2. Besser erreichbar mit weniger Autos
Der ruhende Verkehr birgt große Potenziale, einen Teil der Flächen in öffentliche Freiräume umzugestalten und damit die Aufenthaltsqualität zu erhöhen. Eine Möglichkeit für Kommunen ist es, die Reduktion des Stellplatzschlüssels an ein Mobilitätskonzept im Quartier zu koppeln. Bauherren sparen Kosten bei der Herstellung von Parkplätzen und schaffen durch Radstellplätze, Ladestationen und Sharingangebote Anreize für den Umstieg auf postfossile Mobilität.

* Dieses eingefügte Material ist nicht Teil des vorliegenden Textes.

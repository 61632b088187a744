use core::fmt;

/// Errors produced by the TimeTruth estimator pool.
#[derive(Debug, Clone, Copy, PartialEq, Eq)]
pub enum Error {
    /// A second `request_estimator` call for a `(source, kind)` already
    /// owned by a producer (spec §5 "enforced at `request_estimator` time").
    EstimatorAlreadyOwned,
}

impl fmt::Display for Error {
    fn fmt(&self, f: &mut fmt::Formatter<'_>) -> fmt::Result {
        match self {
            Error::EstimatorAlreadyOwned => {
                f.write_str("an estimator handle for this (source, kind) pair was already issued")
            }
        }
    }
}

impl std::error::Error for Error {}
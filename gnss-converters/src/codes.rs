//! The SBP wire code byte <-> canonical [`ObsCode`] mapping, and the
//! code-canonicalisation table the observation unpacker applies before
//! matching (spec §4.F: "`GPS_L2CL` -> `GPS_L2CM`, `GAL_E1C` -> `GAL_E1B`").
//!
//! This implementation's own subset of the published SBP code table,
//! populated only for the codes [`rtcm3::messages::common::ObsCode`] names
//! (see `DESIGN.md`).

use num_traits::{FromPrimitive, ToPrimitive};
pub use rtcm3::messages::common::{Constellation, ObsCode};

/// Inverse of the per-constellation signal tables: which constellation a
/// canonical code belongs to, needed to group a mixed-constellation
/// observation epoch back into one MSM message per constellation (spec
/// §4.J "SBP -> RTCM").
pub fn constellation_of(code: ObsCode) -> Constellation {
    use ObsCode::*;
    match code {
        GpsL1Ca | GpsL1P | GpsL2Cm | GpsL2Cl | GpsL2P | GpsL5I => Constellation::Gps,
        GloL1Of | GloL2Of => Constellation::Glonass,
        GalE1B | GalE1C | GalE5bI | GalE5aI => Constellation::Galileo,
        BdsB1I | BdsB2I => Constellation::BeiDou,
        QzssL1Ca | QzssL2Cm => Constellation::Qzss,
        SbasL1Ca | SbasL5I => Constellation::Sbas,
        // non_exhaustive: an rtcm3 code this table doesn't know yet falls
        // back to GPS rather than panicking.
        _ => Constellation::Gps,
    }
}

/// Maps an SBP wire code byte to this crate's canonical [`ObsCode`], or
/// `None` if this implementation has no mapping for it (spec §7
/// `UnsupportedCode`). [`ObsCode`]'s discriminants *are* the SBP code byte,
/// so this is just [`FromPrimitive`] (as `ublox` converts a wire byte to
/// `GpsFix`).
pub fn from_sbp_code(code: u8) -> Option<ObsCode> {
    ObsCode::from_u8(code)
}

/// Inverse of [`from_sbp_code`]; an `ObsCode` this table can't represent on
/// the wire (`rtcm3` is `#[non_exhaustive]` and may grow variants) falls
/// through to the same `UnsupportedCode` policy as an unrecognised wire
/// byte.
pub fn to_sbp_code(code: ObsCode) -> u8 {
    code.to_u8().unwrap_or(0xFF)
}

/// Nominal carrier wavelength, used to turn an MSM fine range-rate (m/s)
/// into a Doppler frequency (Hz) for the SBP observation record (spec §3
/// "Observation unpacker": SBP carries Doppler in Hz, RTCM MSM5/7 carry
/// range rate in m/s). Approximate per-signal center frequencies; close
/// enough for the sign and rough magnitude spec's invariants check.
pub fn carrier_wavelength_m(code: ObsCode) -> f64 {
    use ObsCode::*;
    const SPEED_OF_LIGHT_M_S: f64 = 299_792_458.0;
    let frequency_hz = match code {
        GpsL1Ca | GpsL1P | GloL1Of | GalE1B | GalE1C | BdsB1I | QzssL1Ca | SbasL1Ca => 1_575.42e6,
        GpsL2Cm | GpsL2Cl | GpsL2P | GloL2Of | QzssL2Cm => 1_227.60e6,
        GpsL5I | GalE5aI | SbasL5I => 1_176.45e6,
        GalE5bI | BdsB2I => 1_207.14e6,
        // non_exhaustive: an rtcm3 code this table doesn't know yet falls
        // back to the L1 band rather than panicking.
        _ => 1_575.42e6,
    };
    SPEED_OF_LIGHT_M_S / frequency_hz
}

/// Folds near-duplicate codes that carry the same ranging information into
/// one canonical code, so cross-stream matching compares apples to apples
/// (spec §4.F).
pub fn canonicalize(code: ObsCode) -> ObsCode {
    match code {
        ObsCode::GpsL2Cl => ObsCode::GpsL2Cm,
        ObsCode::GalE1C => ObsCode::GalE1B,
        other => other,
    }
}
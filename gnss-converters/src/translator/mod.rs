//! Stateful bidirectional translation between RTCM3/UBX and SBP (spec §4.J
//! "RTCM<->SBP translator", §4.K "UBX->SBP translator").
//!
//! Both translators emit through one capability trait rather than a C-style
//! function-pointer callback (spec §9 "Callbacks -> typed handles"): the
//! translator owns its assembly buffers, the caller owns the [`SbpSink`]
//! implementation and decides what happens to each emitted message
//! (enqueue for framing, hand to the adjuster pipeline, etc).

pub mod rtcm_sbp;
pub mod ubx_sbp;

use sbp::messages::base_station::BasePositionEcef;
use sbp::messages::ephemeris::{BeidouEphemeris, GalileoEphemeris, GlonassEphemeris, GpsEphemeris};
use sbp::messages::imu::{ImuAux, ImuRaw, Odometry, WheelTick};
use sbp::messages::logging::LogLevel;
use sbp::messages::observation::ObservationSet;
use sbp::messages::sbas::SbasRawData;
use sbp::messages::sv_status::{MeasurementState, SvAzEl};
use sbp::messages::system::GnssTimeOffset;

/// Every kind of SBP content a translator can produce. One method per kind
/// rather than a single `emit(enum)` so a caller only needs to implement
/// the subset it cares about meaningfully (the rest can no-op), matching
/// the "one method per emitted kind" option spec §9 names.
pub trait SbpSink {
    fn emit_obs(&mut self, obs: ObservationSet);
    fn emit_base_pos(&mut self, pos: BasePositionEcef);
    fn emit_ephemeris_gps(&mut self, eph: GpsEphemeris);
    fn emit_ephemeris_glonass(&mut self, eph: GlonassEphemeris);
    /// Galileo I/NAV ephemeris decoded from RTCM 1046 or UBX RXM-SFRBX word
    /// types 1-5 (spec §4.K "word types 1-5 (Galileo)").
    fn emit_ephemeris_galileo(&mut self, eph: GalileoEphemeris);
    /// BeiDou D1/D2 ephemeris decoded from RTCM 1042/1044 or UBX RXM-SFRBX
    /// subframes 1/2/3 (spec §4.K "1/2/3 (BDS)").
    fn emit_ephemeris_beidou(&mut self, eph: BeidouEphemeris);
    fn emit_log(&mut self, level: LogLevel, text: String);
    /// ESF-RAW accelerometer+gyroscope sample (spec §4.K: "emits SBP
    /// `imu_raw` per complete 6-axis triple").
    fn emit_imu_raw(&mut self, imu: ImuRaw);
    /// ESF-RAW metadata, once per 20 `imu_raw` samples.
    fn emit_imu_aux(&mut self, aux: ImuAux);
    /// ESF-MEAS `SPEED` datum.
    fn emit_odometry(&mut self, odo: Odometry);
    /// ESF-MEAS wheel-tick datum.
    fn emit_wheeltick(&mut self, tick: WheelTick);
    /// NAV-STATUS, once fix and timing are both good (spec §4.K
    /// "NAV-STATUS -> ... emits an SBP GNSS-time-offset message").
    fn emit_gnss_time_offset(&mut self, offset: GnssTimeOffset);
    /// A decoded SBAS L1 C/A subframe (spec §4.J "4075 NDF -> SBAS L1 C/A
    /// decoder -> SBP SBAS raw-data message").
    fn emit_sbas_raw(&mut self, sbas: SbasRawData);
    /// Per-satellite sky geometry decoded from a TeseoV/999 STGSV
    /// sub-message (spec §4.J "999 STGSV -> SBP SV az/el").
    fn emit_sv_az_el(&mut self, az_el: SvAzEl);
    /// Per-signal tracking quality decoded from a TeseoV/999 STGSV
    /// sub-message (spec §4.J "999 STGSV -> SBP measurement-state").
    fn emit_measurement_state(&mut self, state: MeasurementState);
    /// Bytes that are already a complete SBP frame (payload ready to wrap),
    /// for passthrough cases: 4062 unwrap, or SBP->RTCM wrapping an
    /// unrecognised SBP message in 4062 unchanged.
    fn emit_raw(&mut self, msg_type: u16, sender_id: u16, payload: Vec<u8>);
}

/// A no-op-by-default sink for tests: records everything it's given rather
/// than doing anything with it.
#[cfg(test)]
#[derive(Default)]
pub(crate) struct RecordingSink {
    pub obs: Vec<ObservationSet>,
    pub base_pos: Vec<BasePositionEcef>,
    pub eph_gps: Vec<GpsEphemeris>,
    pub eph_glo: Vec<GlonassEphemeris>,
    pub eph_gal: Vec<GalileoEphemeris>,
    pub eph_bds: Vec<BeidouEphemeris>,
    pub logs: Vec<(LogLevel, String)>,
    pub imu_raw: Vec<ImuRaw>,
    pub imu_aux: Vec<ImuAux>,
    pub odometry: Vec<Odometry>,
    pub wheelticks: Vec<WheelTick>,
    pub gnss_time_offsets: Vec<GnssTimeOffset>,
    pub sbas_raw: Vec<SbasRawData>,
    pub sv_az_el: Vec<SvAzEl>,
    pub measurement_state: Vec<MeasurementState>,
    pub raw: Vec<(u16, u16, Vec<u8>)>,
}

#[cfg(test)]
impl SbpSink for RecordingSink {
    fn emit_obs(&mut self, obs: ObservationSet) {
        self.obs.push(obs);
    }
    fn emit_base_pos(&mut self, pos: BasePositionEcef) {
        self.base_pos.push(pos);
    }
    fn emit_ephemeris_gps(&mut self, eph: GpsEphemeris) {
        self.eph_gps.push(eph);
    }
    fn emit_ephemeris_glonass(&mut self, eph: GlonassEphemeris) {
        self.eph_glo.push(eph);
    }
    fn emit_ephemeris_galileo(&mut self, eph: GalileoEphemeris) {
        self.eph_gal.push(eph);
    }
    fn emit_ephemeris_beidou(&mut self, eph: BeidouEphemeris) {
        self.eph_bds.push(eph);
    }
    fn emit_log(&mut self, level: LogLevel, text: String) {
        self.logs.push((level, text));
    }
    fn emit_imu_raw(&mut self, imu: ImuRaw) {
        self.imu_raw.push(imu);
    }
    fn emit_imu_aux(&mut self, aux: ImuAux) {
        self.imu_aux.push(aux);
    }
    fn emit_odometry(&mut self, odo: Odometry) {
        self.odometry.push(odo);
    }
    fn emit_wheeltick(&mut self, tick: WheelTick) {
        self.wheelticks.push(tick);
    }
    fn emit_gnss_time_offset(&mut self, offset: GnssTimeOffset) {
        self.gnss_time_offsets.push(offset);
    }
    fn emit_sbas_raw(&mut self, sbas: SbasRawData) {
        self.sbas_raw.push(sbas);
    }
    fn emit_sv_az_el(&mut self, az_el: SvAzEl) {
        self.sv_az_el.push(az_el);
    }
    fn emit_measurement_state(&mut self, state: MeasurementState) {
        self.measurement_state.push(state);
    }
    fn emit_raw(&mut self, msg_type: u16, sender_id: u16, payload: Vec<u8>) {
        self.raw.push((msg_type, sender_id, payload));
    }
}
//! The canonical, already-unpacked observation epoch shared by the matcher,
//! adjuster, and both translators (spec §3 "observation epoch", §4.F).

use crate::codes::ObsCode;
use sbp::messages::observation::ObsFlags;

#[derive(Debug, Clone, Copy, PartialEq)]
#[cfg_attr(feature = "serde", derive(serde::Serialize, serde::Deserialize))]
pub struct CanonicalObservation {
    pub satellite: u8,
    pub code: ObsCode,
    pub pseudorange_m: f64,
    pub carrier_phase_cycles: f64,
    pub doppler_hz: f64,
    pub cn0_db_hz: f64,
    pub lock_time_s: f64,
    pub flags: ObsFlags,
}

#[derive(Debug, Clone, PartialEq)]
#[cfg_attr(feature = "serde", derive(serde::Serialize, serde::Deserialize))]
pub struct Epoch {
    pub tow_ms: u32,
    pub week_number: i16,
    pub observations: Vec<CanonicalObservation>,
}
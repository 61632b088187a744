//! `sbp2rtcm`: stdin -> SBP decode -> RTCM3 encode -> stdout (spec §6 "CLI
//! surface"). Mirrors `ublox_cli`'s read-everything-then-parse loop.

use std::io::{self, Read, Write};

use clap::Parser;
use gnss_converters::{ObservationOutputMode, SbpToRtcm};
use sbp::constants::{MSG_BASE_POS_ECEF, MSG_EPHEMERIS_GLO, MSG_OBS};
use sbp::messages::{base_station, ephemeris, observation};

/// Translate an SBP stream to RTCM3.
#[derive(Parser)]
#[command(name = "sbp2rtcm", author, about)]
struct Args {
    /// RTCM3 reference-station ID to stamp onto emitted frames.
    #[arg(long, default_value_t = 0)]
    sender_id: u16,
    /// Emit MSM (default legacy 1004/1012) observations.
    #[arg(long)]
    msm: bool,
    /// Leap seconds to use for GLONASS ephemeris translation.
    #[arg(long)]
    leap_seconds: Option<u8>,
}

fn main() {
    env_logger::init();
    let args = Args::parse();

    let mode = if args.msm { ObservationOutputMode::Msm } else { ObservationOutputMode::Legacy };
    let mut translator = SbpToRtcm::new(args.sender_id, mode);
    if let Some(leap_seconds) = args.leap_seconds {
        translator.set_leap_seconds(leap_seconds);
    }

    let mut input = Vec::new();
    if let Err(e) = io::stdin().lock().read_to_end(&mut input) {
        log::error!("sbp2rtcm: failed to read stdin: {e}");
        std::process::exit(1);
    }

    let stdout = io::stdout();
    let mut out = stdout.lock();
    let mut offset = 0usize;

    while offset < input.len() {
        let (frame, consumed) = match sbp::framer::decode_frame(&input[offset..]) {
            Ok(result) => result,
            Err(sbp::Error::NeedMoreBytes) => break,
            Err(e) => {
                log::debug!("sbp2rtcm: frame error at byte {offset}: {e}");
                offset += 1;
                continue;
            }
        };

        match frame.msg_type {
            MSG_OBS => {
                if let Ok(frag) = observation::decode_fragment_pub(frame.payload) {
                    translator.push_observation(&frag, &mut |rtcm_msg| emit(&mut out, &rtcm_msg));
                }
            }
            MSG_BASE_POS_ECEF => {
                if let Ok(pos) = base_station::decode(frame.payload) {
                    let rtcm_msg = translator.base_position(&pos);
                    emit(&mut out, &rtcm_msg);
                }
            }
            MSG_EPHEMERIS_GLO => {
                if let Ok(eph) = ephemeris::decode_glonass(frame.payload) {
                    if let Some(rtcm_msg) = translator.glonass_ephemeris(&eph) {
                        emit(&mut out, &rtcm_msg);
                    } else {
                        log::debug!("sbp2rtcm: suppressing GLONASS ephemeris, leap seconds unknown");
                    }
                }
            }
            other => {
                // No RTCM counterpart built for this message type in this
                // build (spec §4.J: "Unknown SBP types ... wrapped in RTCM
                // 4062 ... unchanged").
                let rtcm_msg = translator.wrap_unknown(frame.payload.to_vec());
                log::debug!("sbp2rtcm: wrapping unhandled SBP type {other:#06x} in 4062");
                emit(&mut out, &rtcm_msg);
            }
        }

        offset += consumed;
    }
}

fn emit(out: &mut impl Write, message: &rtcm3::Message) {
    let payload = match rtcm3::encode_message(message) {
        Ok(p) => p,
        Err(e) => {
            log::warn!("sbp2rtcm: failed to encode RTCM message: {e}");
            return;
        }
    };
    match rtcm3::framer::encode_frame(&payload, 0) {
        Ok(bytes) => {
            if let Err(e) = out.write_all(&bytes) {
                log::error!("sbp2rtcm: failed to write stdout: {e}");
            }
        }
        Err(e) => log::warn!("sbp2rtcm: failed to frame RTCM message: {e}"),
    }
}
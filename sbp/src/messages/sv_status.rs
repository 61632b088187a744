//! MSG_SV_AZ_EL (sky geometry) and MSG_MEASUREMENT_STATE (per-signal
//! tracking quality), sourced from RTCM's TeseoV/999 STGSV sub-message
//! (spec §4.J "999 STGSV -> SBP SV az/el + measurement-state"). Each
//! carries a variable-length list of per-satellite entries, count-prefixed
//! like the rest of SBP's variable-length messages.

use crate::error::Error;

#[derive(Debug, Clone, Copy, PartialEq, Eq)]
#[cfg_attr(feature = "serde", derive(serde::Serialize, serde::Deserialize))]
pub struct SvAzElEntry {
    pub sid_satellite: u8,
    pub sid_code: u8,
    /// Azimuth, 0-359 degrees.
    pub az_deg: u16,
    /// Elevation, -90..=90 degrees.
    pub el_deg: i8,
}

#[derive(Debug, Clone, PartialEq, Eq)]
#[cfg_attr(feature = "serde", derive(serde::Serialize, serde::Deserialize))]
pub struct SvAzEl {
    pub entries: Vec<SvAzElEntry>,
}

const SV_AZ_EL_ENTRY_LEN: usize = 5;

pub fn decode_sv_az_el(payload: &[u8]) -> Result<SvAzEl, Error> {
    if payload.is_empty() {
        return Err(Error::InvalidMessage("SV az/el payload must have a count byte"));
    }
    let count = payload[0] as usize;
    let body = &payload[1..];
    if body.len() != count * SV_AZ_EL_ENTRY_LEN {
        return Err(Error::InvalidMessage("SV az/el payload length doesn't match its count"));
    }
    let mut entries = Vec::with_capacity(count);
    for chunk in body.chunks_exact(SV_AZ_EL_ENTRY_LEN) {
        let az_raw = u16::from_le_bytes([chunk[2], chunk[3]]);
        entries.push(SvAzElEntry {
            sid_satellite: chunk[0],
            sid_code: chunk[1],
            az_deg: az_raw / 2,
            el_deg: chunk[4] as i8,
        });
    }
    Ok(SvAzEl { entries })
}

pub fn encode_sv_az_el(msg: &SvAzEl) -> Result<Vec<u8>, Error> {
    if msg.entries.len() > u8::MAX as usize {
        return Err(Error::InvalidMessage("SV az/el message cannot carry more than 255 satellites"));
    }
    let mut out = Vec::with_capacity(1 + msg.entries.len() * SV_AZ_EL_ENTRY_LEN);
    out.push(msg.entries.len() as u8);
    for entry in &msg.entries {
        out.push(entry.sid_satellite);
        out.push(entry.sid_code);
        out.extend_from_slice(&(entry.az_deg * 2).to_le_bytes());
        out.push(entry.el_deg as u8);
    }
    Ok(out)
}

#[derive(Debug, Clone, Copy, PartialEq)]
#[cfg_attr(feature = "serde", derive(serde::Serialize, serde::Deserialize))]
pub struct MeasurementStateEntry {
    pub mesid_satellite: u8,
    pub mesid_code: u8,
    pub cn0_db_hz: f64,
}

#[derive(Debug, Clone, PartialEq)]
#[cfg_attr(feature = "serde", derive(serde::Serialize, serde::Deserialize))]
pub struct MeasurementState {
    pub entries: Vec<MeasurementStateEntry>,
}

const MEASUREMENT_STATE_ENTRY_LEN: usize = 3;
const CN0_SCALE: f64 = 0.25;

pub fn decode_measurement_state(payload: &[u8]) -> Result<MeasurementState, Error> {
    if payload.is_empty() {
        return Err(Error::InvalidMessage("measurement state payload must have a count byte"));
    }
    let count = payload[0] as usize;
    let body = &payload[1..];
    if body.len() != count * MEASUREMENT_STATE_ENTRY_LEN {
        return Err(Error::InvalidMessage("measurement state payload length doesn't match its count"));
    }
    let mut entries = Vec::with_capacity(count);
    for chunk in body.chunks_exact(MEASUREMENT_STATE_ENTRY_LEN) {
        entries.push(MeasurementStateEntry {
            mesid_satellite: chunk[0],
            mesid_code: chunk[1],
            cn0_db_hz: chunk[2] as f64 * CN0_SCALE,
        });
    }
    Ok(MeasurementState { entries })
}

pub fn encode_measurement_state(msg: &MeasurementState) -> Result<Vec<u8>, Error> {
    if msg.entries.len() > u8::MAX as usize {
        return Err(Error::InvalidMessage("measurement state message cannot carry more than 255 signals"));
    }
    let mut out = Vec::with_capacity(1 + msg.entries.len() * MEASUREMENT_STATE_ENTRY_LEN);
    out.push(msg.entries.len() as u8);
    for entry in &msg.entries {
        out.push(entry.mesid_satellite);
        out.push(entry.mesid_code);
        out.push((entry.cn0_db_hz / CN0_SCALE).round() as u8);
    }
    Ok(out)
}

#[cfg(test)]
mod tests {
    use super::*;

    #[test]
    fn sv_az_el_round_trips() {
        let msg = SvAzEl {
            entries: vec![
                SvAzElEntry { sid_satellite: 5, sid_code: 0, az_deg: 180, el_deg: 45 },
                SvAzElEntry { sid_satellite: 12, sid_code: 1, az_deg: 359, el_deg: -10 },
            ],
        };
        let bytes = encode_sv_az_el(&msg).unwrap();
        assert_eq!(decode_sv_az_el(&bytes).unwrap(), msg);
    }

    #[test]
    fn measurement_state_round_trips() {
        let msg = MeasurementState {
            entries: vec![
                MeasurementStateEntry { mesid_satellite: 5, mesid_code: 0, cn0_db_hz: 42.25 },
                MeasurementStateEntry { mesid_satellite: 12, mesid_code: 1, cn0_db_hz: 0.0 },
            ],
        };
        let bytes = encode_measurement_state(&msg).unwrap();
        assert_eq!(decode_measurement_state(&bytes).unwrap(), msg);
    }

    #[test]
    fn empty_lists_round_trip() {
        let msg = SvAzEl { entries: vec![] };
        let bytes = encode_sv_az_el(&msg).unwrap();
        assert_eq!(bytes, vec![0]);
        assert_eq!(decode_sv_az_el(&bytes).unwrap(), msg);
    }
}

3. Nachbarschaftsnatur als gemeinsames Gut
Wenn eine Nachbarschaft über attraktive Freiräume verfügt, die allen gemeinschaftlich für Erholung, Begegnung, zum Spielen und Gärtnern zur Verfügung stehen, bedarf es weniger Wohnfläche und weniger Aktivitäten außerhalb des Quartiers, um sich im Alltag wohlzufühlen. Dies gilt umso mehr, wenn Freiräume auch das Mikroklima verbessern und die Biodiversität fördern.